(Data entries)
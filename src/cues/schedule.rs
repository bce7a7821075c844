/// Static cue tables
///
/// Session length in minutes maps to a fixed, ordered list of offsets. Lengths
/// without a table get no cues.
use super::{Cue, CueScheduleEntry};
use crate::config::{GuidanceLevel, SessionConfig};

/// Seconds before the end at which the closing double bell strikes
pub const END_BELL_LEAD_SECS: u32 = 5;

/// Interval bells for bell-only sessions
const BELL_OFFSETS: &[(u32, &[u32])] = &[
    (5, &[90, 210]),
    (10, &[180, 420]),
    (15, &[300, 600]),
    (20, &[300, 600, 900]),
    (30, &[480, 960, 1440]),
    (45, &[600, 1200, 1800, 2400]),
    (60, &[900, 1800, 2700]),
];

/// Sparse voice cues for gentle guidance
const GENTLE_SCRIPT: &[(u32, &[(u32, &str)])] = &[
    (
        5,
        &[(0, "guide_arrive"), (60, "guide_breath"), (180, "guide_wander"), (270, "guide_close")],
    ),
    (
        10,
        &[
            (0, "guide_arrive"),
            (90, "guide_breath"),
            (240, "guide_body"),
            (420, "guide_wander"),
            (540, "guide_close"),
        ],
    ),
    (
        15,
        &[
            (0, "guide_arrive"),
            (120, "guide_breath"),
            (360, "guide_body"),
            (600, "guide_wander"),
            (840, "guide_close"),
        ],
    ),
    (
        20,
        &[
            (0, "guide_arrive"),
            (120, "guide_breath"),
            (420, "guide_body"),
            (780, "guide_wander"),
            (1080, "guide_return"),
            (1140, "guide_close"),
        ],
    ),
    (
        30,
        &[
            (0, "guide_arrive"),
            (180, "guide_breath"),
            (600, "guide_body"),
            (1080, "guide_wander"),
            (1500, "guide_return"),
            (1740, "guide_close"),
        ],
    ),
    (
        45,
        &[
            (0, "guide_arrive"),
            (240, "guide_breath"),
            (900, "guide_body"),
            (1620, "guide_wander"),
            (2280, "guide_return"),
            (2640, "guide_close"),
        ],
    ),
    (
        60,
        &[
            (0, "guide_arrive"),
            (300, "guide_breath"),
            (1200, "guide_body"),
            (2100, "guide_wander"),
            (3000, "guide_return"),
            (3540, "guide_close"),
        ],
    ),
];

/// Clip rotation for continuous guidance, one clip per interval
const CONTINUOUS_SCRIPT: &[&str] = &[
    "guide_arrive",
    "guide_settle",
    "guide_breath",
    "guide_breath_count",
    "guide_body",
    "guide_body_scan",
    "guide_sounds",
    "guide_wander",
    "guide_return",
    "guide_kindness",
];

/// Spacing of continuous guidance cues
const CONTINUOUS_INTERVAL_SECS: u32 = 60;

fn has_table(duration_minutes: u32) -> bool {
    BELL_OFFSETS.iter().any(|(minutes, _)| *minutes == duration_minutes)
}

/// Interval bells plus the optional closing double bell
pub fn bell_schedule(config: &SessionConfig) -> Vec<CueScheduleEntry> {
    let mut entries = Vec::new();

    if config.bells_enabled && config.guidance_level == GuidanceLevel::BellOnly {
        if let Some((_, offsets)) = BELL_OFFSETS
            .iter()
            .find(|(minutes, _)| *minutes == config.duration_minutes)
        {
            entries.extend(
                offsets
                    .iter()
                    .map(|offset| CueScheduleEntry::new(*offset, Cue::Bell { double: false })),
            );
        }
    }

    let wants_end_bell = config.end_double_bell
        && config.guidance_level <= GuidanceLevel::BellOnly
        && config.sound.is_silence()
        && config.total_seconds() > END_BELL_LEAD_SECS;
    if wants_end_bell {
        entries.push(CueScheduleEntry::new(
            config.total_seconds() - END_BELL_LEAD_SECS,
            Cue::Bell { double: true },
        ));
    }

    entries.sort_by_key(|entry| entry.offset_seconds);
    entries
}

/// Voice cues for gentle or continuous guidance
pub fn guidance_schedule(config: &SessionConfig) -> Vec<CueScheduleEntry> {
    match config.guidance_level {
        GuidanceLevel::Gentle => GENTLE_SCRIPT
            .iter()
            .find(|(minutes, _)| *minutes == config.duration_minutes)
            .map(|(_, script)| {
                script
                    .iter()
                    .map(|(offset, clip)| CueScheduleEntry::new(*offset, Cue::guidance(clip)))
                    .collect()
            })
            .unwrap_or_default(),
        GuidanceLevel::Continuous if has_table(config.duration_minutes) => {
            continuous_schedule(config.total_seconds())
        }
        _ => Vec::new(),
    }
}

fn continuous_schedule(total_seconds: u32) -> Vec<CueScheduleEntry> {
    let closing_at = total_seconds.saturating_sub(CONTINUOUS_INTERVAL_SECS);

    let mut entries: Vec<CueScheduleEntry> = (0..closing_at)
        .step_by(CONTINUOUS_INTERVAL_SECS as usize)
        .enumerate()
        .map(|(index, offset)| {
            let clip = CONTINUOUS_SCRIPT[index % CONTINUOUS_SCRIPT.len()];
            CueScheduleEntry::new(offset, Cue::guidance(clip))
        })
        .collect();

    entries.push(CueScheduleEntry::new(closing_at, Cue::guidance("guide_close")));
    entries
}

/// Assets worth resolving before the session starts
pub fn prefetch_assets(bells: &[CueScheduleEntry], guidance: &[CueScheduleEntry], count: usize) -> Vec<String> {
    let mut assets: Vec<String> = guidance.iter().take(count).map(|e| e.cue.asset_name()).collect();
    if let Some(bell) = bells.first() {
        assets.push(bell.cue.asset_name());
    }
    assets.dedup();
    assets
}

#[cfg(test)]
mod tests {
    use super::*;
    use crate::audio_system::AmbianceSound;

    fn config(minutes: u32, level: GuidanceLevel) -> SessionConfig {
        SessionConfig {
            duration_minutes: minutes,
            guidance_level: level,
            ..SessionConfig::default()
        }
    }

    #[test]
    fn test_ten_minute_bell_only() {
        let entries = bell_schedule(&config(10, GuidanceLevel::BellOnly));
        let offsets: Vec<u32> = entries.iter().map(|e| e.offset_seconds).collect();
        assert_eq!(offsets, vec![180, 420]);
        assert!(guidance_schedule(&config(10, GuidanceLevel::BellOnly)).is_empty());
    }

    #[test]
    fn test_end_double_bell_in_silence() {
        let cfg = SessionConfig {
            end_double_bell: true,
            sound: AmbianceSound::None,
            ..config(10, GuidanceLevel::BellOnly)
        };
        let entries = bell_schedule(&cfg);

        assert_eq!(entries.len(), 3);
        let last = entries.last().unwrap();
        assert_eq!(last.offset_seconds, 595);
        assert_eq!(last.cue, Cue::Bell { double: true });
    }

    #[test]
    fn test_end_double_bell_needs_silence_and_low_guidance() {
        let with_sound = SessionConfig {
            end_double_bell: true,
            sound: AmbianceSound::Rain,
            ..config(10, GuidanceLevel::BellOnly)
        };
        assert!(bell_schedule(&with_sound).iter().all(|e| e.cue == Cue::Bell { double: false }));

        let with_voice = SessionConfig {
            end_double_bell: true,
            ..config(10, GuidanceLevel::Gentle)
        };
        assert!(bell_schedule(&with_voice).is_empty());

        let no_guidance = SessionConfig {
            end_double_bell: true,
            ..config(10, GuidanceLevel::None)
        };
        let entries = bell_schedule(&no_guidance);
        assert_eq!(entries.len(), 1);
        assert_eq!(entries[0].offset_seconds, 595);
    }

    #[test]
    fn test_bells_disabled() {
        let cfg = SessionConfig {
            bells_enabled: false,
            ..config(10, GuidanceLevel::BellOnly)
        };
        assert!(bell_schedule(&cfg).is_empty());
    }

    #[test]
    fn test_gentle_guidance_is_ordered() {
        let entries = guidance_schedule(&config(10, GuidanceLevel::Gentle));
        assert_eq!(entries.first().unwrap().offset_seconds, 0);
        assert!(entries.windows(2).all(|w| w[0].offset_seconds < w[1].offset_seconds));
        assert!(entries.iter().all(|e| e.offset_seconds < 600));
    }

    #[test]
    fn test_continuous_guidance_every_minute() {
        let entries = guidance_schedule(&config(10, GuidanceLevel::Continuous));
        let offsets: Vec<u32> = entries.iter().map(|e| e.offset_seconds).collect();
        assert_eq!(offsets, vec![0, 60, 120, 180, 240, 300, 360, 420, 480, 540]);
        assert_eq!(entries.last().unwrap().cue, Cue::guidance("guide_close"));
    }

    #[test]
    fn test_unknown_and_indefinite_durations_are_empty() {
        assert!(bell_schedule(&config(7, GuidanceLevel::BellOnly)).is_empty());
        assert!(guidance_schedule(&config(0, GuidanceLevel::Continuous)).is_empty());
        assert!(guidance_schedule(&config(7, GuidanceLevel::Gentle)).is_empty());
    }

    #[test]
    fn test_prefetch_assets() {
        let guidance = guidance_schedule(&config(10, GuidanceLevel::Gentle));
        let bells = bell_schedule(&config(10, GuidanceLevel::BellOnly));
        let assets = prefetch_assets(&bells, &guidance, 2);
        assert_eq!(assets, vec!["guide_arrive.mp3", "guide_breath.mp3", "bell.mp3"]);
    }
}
* * *
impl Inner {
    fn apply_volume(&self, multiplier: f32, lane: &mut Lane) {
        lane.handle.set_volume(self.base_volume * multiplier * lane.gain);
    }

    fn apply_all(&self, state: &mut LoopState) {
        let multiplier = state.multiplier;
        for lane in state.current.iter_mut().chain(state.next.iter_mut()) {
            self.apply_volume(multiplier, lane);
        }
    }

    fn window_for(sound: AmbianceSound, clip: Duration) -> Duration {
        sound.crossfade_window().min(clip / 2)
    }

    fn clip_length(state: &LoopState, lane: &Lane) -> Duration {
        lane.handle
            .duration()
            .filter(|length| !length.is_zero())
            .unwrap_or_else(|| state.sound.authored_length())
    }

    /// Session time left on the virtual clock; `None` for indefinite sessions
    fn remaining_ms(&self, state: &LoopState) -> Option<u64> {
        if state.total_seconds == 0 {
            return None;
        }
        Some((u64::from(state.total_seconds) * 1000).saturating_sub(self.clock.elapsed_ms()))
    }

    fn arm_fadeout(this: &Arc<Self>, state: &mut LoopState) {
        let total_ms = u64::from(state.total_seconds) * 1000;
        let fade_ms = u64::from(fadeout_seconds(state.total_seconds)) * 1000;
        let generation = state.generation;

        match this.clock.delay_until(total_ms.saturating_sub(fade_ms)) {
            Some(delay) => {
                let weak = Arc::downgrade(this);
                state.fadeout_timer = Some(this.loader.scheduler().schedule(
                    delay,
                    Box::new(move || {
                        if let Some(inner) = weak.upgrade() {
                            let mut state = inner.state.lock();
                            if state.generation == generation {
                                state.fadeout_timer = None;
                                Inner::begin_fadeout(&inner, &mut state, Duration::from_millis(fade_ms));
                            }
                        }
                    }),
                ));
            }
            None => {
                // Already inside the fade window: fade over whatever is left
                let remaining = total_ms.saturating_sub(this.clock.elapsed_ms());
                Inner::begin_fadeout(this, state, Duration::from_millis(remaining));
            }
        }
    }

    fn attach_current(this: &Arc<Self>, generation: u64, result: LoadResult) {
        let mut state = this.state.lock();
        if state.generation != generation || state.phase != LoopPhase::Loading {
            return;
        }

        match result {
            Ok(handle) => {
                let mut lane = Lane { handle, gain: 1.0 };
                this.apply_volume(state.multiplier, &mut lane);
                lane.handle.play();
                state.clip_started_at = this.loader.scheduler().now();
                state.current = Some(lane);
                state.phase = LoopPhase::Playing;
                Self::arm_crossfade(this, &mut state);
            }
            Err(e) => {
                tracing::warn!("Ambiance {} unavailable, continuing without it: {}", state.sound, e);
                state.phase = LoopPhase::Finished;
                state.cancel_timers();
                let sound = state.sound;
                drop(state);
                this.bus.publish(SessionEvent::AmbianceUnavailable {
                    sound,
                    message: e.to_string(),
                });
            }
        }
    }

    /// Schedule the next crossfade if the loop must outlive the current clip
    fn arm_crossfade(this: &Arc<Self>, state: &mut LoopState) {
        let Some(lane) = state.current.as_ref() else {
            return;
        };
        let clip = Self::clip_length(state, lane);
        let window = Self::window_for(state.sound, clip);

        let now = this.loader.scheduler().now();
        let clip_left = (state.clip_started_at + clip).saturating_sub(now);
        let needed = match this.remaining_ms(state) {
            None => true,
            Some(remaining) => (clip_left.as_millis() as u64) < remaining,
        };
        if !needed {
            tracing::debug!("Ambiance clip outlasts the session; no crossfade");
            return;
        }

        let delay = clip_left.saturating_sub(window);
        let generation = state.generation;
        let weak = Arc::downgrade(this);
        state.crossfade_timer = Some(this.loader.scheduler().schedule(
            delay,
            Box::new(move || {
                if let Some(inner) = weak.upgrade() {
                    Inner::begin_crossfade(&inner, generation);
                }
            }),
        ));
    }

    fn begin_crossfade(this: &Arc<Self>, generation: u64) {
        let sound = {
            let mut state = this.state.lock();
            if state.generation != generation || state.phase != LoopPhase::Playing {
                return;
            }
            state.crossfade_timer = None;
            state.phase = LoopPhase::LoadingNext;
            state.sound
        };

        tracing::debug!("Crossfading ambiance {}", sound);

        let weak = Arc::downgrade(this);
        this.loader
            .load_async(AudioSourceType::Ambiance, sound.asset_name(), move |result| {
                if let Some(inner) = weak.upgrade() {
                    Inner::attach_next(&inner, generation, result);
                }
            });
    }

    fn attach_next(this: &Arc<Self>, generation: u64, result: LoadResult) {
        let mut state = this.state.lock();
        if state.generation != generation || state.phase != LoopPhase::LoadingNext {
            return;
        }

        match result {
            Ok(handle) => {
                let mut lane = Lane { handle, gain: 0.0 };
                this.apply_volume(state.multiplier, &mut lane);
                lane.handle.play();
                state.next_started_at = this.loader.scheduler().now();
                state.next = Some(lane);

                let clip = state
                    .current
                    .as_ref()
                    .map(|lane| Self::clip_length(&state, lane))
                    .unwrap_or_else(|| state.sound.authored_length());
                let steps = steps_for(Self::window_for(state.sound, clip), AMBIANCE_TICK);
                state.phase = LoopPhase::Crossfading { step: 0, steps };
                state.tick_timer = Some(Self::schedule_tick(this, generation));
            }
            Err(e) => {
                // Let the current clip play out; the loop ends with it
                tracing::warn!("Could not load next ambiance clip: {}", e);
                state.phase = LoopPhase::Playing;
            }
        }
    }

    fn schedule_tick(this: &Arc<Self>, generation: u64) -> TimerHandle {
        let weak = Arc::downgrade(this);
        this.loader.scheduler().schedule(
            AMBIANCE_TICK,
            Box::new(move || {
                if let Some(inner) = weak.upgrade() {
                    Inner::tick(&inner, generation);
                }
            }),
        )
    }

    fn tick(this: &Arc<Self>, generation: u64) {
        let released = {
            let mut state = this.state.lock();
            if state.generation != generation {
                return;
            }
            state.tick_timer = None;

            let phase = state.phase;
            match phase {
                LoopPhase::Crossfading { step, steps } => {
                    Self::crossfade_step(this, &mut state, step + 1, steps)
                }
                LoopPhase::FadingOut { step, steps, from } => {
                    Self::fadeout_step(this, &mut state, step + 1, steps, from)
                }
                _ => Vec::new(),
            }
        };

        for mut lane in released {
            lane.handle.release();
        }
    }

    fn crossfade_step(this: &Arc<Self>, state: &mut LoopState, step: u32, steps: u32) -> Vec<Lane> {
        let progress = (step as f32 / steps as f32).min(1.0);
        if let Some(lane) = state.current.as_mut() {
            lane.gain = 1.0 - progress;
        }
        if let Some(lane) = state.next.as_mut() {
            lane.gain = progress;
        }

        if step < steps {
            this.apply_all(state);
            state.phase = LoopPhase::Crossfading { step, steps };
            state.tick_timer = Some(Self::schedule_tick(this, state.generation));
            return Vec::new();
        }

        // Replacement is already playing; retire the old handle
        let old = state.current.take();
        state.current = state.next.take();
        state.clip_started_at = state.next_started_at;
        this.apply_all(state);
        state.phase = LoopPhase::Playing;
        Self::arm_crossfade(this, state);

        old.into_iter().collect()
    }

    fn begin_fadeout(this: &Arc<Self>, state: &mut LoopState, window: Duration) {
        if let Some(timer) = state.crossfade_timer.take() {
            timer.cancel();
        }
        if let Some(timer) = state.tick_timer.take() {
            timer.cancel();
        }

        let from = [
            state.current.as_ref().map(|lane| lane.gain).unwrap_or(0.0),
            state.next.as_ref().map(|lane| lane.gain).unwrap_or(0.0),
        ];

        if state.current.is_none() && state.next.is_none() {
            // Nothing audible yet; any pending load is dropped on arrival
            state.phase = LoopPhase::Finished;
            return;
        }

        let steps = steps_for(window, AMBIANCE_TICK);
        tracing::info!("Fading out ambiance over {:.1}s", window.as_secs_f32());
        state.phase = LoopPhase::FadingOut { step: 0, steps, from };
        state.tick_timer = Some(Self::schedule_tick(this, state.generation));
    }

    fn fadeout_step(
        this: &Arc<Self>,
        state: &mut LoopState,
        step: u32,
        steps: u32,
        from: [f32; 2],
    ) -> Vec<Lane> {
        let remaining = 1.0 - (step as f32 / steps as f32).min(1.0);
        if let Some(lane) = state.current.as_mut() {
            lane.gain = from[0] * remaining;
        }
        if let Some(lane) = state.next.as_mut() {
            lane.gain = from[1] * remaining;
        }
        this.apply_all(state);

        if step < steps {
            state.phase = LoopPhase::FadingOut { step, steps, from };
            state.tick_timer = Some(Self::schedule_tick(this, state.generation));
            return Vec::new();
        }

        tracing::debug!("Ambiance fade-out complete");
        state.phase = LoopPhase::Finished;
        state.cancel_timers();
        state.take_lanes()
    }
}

### [What is being asked]
Every line above that holds the string "sessions" counts once. State how many such lines there are, as a number alone.

### [Output of the exercise]
2